Sex Questions from the Twittersphere: Have Stone Butches Changed?

By Dr. Carol Queen • Jun 24th, 2009 • Category: Blog, Carol Queen, Good Advice

Dr. Carol Queen replies to a question from our social networking sphere:

“is “stone butch” with us today? if so, has this sexuality changed, remained the same, both?”

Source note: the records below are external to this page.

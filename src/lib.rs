#![warn(missing_docs)]
//! Recommendation and ranking engine for a multi-shop commerce catalog:
//! TF-IDF content similarity, co-purchase aggregation, and the ranking
//! policies behind the storefront's serving surfaces.

pub mod catalog;
pub mod copurchase;
pub mod engine;
pub mod index;
pub mod rankers;
pub mod similarity;
pub mod snapshot;
pub mod stopwords;
pub mod vectorizer;

pub use catalog::{CatalogItem, CatalogStore};
pub use copurchase::{co_purchased, CoPurchase, OrderLine};
pub use engine::{EngineError, HomeFeed, Recommender, ShopRanking};
pub use index::{CatalogIndex, SharedIndex};
pub use snapshot::{Snapshot, SnapshotError};
pub use vectorizer::{TfidfVectorizer, VectorizerError, VectorizerState, DEFAULT_MAX_FEATURES};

I’d say yes to that, although many of the people who would have been identified as stone butch in the old days are now viewed as genderqueer or some variation thereof; whether or not she/ze/he’s a very butch woman or a transman, some such masculine folks are more comfortable being the “do-er” (top, active partner) sexually (as if you can’t be active as the “receptive” partner… oh, words fail us). But the notion of “stone” is two-sided: on the one hand, it means “very very”; on the other, it refers to an unwillingness (or orientation away from) being the receptive partner during sex. And yes, I think there are still butches for whom that is true. I don’t think it’s the norm, though, and way back when it’s possible it was more expected than it is now. There’s been a *lot* of discourse about it over the past twenty-plus years, and you know how dykes are about discourse.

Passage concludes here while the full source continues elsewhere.